* The problem: Filter the records below down to lines containing "steps".

* Records provided:
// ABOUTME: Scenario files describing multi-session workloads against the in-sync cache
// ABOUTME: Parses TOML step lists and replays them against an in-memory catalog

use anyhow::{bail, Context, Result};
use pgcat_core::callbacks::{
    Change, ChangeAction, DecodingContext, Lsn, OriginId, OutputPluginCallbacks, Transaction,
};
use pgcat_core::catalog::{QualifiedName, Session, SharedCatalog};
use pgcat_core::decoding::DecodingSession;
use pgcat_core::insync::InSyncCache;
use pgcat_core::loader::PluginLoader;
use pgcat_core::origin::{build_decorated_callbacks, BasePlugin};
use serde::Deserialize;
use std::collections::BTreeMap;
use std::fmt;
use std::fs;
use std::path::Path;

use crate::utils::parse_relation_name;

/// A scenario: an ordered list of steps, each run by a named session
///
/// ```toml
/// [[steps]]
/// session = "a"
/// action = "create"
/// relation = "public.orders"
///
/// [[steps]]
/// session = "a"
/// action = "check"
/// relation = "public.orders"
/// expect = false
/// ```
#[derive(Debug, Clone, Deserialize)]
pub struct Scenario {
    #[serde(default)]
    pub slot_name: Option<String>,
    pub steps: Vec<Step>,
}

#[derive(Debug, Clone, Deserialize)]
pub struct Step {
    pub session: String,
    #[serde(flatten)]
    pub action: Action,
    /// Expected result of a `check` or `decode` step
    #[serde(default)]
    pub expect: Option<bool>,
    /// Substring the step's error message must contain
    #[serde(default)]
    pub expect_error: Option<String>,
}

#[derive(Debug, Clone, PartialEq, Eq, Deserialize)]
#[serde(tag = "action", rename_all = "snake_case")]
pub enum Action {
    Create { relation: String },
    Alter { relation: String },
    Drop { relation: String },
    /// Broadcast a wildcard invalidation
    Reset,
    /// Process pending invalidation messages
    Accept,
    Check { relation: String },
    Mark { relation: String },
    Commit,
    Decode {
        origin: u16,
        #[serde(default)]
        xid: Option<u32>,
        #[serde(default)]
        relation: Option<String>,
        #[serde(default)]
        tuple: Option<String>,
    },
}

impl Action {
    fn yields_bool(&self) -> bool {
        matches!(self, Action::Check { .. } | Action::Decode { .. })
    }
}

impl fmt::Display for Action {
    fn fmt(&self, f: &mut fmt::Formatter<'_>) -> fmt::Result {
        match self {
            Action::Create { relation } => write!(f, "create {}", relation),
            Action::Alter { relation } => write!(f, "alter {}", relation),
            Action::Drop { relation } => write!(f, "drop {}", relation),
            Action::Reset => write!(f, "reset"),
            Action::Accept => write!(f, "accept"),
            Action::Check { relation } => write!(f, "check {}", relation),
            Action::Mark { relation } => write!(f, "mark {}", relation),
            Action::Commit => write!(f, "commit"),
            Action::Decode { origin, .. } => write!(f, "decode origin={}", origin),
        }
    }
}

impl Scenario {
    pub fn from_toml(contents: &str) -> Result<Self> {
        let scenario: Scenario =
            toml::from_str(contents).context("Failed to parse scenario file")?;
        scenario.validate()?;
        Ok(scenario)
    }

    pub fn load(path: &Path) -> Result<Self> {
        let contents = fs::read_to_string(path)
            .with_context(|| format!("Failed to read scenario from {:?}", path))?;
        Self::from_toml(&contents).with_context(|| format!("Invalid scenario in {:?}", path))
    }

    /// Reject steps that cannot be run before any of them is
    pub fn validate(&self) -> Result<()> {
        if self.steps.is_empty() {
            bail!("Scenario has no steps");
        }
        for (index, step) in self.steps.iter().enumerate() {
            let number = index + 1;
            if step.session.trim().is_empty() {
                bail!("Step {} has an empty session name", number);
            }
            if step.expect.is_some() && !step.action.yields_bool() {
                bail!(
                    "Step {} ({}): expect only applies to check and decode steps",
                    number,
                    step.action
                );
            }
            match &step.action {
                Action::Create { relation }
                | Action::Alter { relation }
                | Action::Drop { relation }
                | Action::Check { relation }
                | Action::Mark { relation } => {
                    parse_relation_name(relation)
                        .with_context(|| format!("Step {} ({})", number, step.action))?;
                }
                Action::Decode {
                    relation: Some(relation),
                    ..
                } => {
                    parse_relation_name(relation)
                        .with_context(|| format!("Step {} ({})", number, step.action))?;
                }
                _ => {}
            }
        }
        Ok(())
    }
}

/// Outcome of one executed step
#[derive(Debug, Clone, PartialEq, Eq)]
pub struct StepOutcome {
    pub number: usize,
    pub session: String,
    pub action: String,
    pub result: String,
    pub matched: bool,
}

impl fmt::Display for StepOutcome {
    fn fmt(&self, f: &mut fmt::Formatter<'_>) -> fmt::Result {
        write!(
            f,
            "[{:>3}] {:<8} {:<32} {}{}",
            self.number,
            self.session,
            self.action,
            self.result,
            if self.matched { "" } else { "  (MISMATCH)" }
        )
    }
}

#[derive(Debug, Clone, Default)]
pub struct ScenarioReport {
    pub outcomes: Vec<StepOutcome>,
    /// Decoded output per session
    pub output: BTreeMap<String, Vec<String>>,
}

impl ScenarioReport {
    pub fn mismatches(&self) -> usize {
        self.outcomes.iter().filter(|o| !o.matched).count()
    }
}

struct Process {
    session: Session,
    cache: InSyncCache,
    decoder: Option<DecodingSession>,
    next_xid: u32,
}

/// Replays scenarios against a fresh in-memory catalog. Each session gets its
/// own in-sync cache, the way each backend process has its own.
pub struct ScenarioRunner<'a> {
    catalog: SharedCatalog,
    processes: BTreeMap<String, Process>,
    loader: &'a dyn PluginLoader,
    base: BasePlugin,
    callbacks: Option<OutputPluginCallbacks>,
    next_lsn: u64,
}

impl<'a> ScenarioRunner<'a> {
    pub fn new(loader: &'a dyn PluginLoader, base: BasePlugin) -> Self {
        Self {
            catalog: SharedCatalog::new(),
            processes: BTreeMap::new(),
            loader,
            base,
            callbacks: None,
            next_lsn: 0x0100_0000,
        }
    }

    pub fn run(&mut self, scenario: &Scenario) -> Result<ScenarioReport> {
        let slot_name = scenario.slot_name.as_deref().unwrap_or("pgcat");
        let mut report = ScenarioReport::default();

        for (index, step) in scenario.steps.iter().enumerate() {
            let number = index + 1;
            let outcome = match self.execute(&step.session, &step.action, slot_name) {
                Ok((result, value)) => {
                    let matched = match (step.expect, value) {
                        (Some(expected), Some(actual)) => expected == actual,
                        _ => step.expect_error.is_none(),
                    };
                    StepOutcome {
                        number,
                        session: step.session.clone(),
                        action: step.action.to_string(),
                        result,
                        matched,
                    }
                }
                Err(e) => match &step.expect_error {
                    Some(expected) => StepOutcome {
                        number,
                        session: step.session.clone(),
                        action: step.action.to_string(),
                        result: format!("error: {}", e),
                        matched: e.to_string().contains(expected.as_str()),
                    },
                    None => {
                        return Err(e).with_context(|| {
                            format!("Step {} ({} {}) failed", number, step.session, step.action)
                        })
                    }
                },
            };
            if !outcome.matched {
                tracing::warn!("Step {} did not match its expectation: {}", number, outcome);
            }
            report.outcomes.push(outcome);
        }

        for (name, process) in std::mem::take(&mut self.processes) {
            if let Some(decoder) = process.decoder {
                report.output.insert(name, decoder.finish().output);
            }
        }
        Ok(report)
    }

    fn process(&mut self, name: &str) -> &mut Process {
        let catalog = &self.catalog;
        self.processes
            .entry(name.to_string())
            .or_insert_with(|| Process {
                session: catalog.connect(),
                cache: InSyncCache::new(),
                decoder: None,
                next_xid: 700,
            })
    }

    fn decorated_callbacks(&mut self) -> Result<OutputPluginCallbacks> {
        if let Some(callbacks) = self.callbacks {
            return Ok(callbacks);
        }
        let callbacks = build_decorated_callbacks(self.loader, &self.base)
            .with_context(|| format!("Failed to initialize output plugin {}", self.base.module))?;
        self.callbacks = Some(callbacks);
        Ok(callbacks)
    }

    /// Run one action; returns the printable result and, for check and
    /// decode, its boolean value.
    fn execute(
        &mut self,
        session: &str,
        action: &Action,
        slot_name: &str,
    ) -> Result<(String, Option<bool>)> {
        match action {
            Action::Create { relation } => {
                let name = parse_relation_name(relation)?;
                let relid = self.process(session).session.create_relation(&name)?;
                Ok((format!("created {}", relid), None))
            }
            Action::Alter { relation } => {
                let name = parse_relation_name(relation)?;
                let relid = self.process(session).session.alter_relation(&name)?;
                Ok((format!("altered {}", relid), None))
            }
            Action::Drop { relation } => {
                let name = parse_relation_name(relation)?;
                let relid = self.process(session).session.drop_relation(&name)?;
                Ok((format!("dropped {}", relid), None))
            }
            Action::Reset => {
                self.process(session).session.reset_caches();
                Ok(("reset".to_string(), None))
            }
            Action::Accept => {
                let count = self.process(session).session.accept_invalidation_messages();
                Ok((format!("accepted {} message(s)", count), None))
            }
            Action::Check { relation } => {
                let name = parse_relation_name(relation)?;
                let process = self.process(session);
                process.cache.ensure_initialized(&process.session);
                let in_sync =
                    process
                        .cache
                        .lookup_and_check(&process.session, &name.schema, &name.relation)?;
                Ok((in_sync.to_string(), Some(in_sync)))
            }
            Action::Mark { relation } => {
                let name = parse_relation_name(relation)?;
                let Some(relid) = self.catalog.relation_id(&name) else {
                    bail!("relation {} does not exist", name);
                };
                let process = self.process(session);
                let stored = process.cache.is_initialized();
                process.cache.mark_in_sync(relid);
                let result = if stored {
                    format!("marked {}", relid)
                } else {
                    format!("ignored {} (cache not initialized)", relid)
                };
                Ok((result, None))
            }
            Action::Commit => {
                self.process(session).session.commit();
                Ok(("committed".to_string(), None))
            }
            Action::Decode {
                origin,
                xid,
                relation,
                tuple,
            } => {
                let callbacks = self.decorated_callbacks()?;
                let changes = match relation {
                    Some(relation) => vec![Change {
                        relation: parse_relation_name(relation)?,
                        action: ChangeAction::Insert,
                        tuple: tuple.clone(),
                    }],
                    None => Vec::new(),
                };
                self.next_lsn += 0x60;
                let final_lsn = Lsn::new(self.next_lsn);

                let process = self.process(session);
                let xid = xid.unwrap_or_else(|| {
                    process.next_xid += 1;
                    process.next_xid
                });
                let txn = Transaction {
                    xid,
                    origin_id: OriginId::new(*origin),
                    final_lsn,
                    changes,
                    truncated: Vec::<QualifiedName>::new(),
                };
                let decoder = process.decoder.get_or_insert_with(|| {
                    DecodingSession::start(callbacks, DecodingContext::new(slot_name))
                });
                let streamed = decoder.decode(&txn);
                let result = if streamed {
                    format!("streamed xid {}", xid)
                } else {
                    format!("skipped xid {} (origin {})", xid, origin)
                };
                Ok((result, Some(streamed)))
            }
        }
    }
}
* * *
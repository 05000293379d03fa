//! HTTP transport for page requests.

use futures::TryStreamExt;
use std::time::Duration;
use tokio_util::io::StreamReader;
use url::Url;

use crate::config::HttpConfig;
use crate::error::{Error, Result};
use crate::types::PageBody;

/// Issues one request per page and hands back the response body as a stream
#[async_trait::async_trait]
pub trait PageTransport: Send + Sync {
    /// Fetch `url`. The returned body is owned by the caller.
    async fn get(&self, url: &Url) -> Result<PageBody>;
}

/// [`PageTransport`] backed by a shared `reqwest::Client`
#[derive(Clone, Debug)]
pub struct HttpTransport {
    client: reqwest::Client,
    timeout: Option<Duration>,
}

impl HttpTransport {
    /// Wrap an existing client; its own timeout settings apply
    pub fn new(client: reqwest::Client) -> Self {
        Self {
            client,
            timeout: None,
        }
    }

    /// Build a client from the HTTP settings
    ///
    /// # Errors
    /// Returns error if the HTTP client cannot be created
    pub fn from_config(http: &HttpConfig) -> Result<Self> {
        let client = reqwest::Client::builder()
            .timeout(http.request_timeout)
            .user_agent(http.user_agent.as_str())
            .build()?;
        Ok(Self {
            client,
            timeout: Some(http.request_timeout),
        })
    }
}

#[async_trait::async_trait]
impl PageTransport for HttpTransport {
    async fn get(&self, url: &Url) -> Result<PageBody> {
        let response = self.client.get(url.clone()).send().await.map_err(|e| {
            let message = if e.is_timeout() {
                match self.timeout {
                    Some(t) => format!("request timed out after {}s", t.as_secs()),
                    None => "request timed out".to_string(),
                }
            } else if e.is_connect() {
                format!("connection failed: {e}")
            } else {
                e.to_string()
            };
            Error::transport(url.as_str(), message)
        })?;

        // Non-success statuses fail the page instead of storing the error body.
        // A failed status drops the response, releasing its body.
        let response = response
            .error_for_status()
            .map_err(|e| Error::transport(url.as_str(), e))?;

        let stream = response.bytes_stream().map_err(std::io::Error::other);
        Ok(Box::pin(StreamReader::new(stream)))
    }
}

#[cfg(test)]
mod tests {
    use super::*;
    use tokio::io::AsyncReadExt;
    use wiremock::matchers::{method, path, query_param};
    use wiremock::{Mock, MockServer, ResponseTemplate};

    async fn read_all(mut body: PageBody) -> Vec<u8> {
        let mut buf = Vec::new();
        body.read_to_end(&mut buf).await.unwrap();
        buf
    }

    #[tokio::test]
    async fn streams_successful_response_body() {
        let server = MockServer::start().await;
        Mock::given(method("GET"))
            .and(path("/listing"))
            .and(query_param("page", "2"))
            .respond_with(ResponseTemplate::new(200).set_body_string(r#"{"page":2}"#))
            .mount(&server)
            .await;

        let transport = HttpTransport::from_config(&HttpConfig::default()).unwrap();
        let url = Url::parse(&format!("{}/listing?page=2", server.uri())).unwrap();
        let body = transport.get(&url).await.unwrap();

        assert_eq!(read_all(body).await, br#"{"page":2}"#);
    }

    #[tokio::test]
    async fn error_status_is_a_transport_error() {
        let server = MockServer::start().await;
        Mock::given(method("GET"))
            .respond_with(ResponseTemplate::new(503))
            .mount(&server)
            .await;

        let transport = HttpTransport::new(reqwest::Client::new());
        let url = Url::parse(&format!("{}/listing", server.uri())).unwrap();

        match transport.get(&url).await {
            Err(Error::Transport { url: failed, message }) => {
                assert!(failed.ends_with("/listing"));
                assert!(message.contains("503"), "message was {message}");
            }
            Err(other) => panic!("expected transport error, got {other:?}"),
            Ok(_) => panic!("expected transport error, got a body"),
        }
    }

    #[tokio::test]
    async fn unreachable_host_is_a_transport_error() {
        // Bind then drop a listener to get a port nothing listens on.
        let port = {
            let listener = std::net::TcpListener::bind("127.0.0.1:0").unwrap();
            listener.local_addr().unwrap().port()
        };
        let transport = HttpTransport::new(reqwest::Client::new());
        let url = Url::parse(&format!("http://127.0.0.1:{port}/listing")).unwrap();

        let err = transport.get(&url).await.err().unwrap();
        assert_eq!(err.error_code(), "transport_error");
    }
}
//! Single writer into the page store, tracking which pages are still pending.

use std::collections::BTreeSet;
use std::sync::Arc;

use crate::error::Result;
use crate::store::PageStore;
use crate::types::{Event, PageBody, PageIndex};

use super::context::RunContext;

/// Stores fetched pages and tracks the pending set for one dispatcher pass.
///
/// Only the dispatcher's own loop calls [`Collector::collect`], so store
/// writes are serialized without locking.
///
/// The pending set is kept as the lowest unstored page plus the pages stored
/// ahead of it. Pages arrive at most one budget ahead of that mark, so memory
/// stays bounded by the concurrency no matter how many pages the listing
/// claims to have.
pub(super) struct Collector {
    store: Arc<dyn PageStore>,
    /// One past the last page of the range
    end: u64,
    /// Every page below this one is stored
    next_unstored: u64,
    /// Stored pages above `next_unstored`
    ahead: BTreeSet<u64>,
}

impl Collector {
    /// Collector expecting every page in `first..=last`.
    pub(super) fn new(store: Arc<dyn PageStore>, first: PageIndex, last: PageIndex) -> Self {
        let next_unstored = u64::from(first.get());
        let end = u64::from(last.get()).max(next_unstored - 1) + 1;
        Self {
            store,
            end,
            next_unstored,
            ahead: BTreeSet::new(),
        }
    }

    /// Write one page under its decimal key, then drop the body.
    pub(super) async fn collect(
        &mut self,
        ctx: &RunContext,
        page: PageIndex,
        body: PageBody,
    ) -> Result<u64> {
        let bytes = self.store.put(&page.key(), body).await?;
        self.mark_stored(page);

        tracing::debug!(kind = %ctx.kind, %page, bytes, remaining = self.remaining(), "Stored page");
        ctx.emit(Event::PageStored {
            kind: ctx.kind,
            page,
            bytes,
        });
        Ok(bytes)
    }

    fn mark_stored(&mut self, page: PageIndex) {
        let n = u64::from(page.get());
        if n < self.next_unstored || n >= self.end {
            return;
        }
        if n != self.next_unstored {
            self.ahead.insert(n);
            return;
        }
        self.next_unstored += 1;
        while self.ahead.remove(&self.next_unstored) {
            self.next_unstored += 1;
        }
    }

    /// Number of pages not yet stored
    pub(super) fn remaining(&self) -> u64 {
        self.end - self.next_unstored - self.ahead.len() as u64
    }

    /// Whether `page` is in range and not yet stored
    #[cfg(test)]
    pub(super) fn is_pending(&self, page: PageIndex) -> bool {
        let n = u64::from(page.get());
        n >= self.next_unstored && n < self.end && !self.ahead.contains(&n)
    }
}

* Finished task:
/// A scenario: an ordered list of steps, each run by a named session
/// [[steps]]
/// [[steps]]
    pub steps: Vec<Step>,
    /// Reject steps that cannot be run before any of them is
        if self.steps.is_empty() {
            bail!("Scenario has no steps");
        for (index, step) in self.steps.iter().enumerate() {
                    "Step {} ({}): expect only applies to check and decode steps",
        for (index, step) in scenario.steps.iter().enumerate() {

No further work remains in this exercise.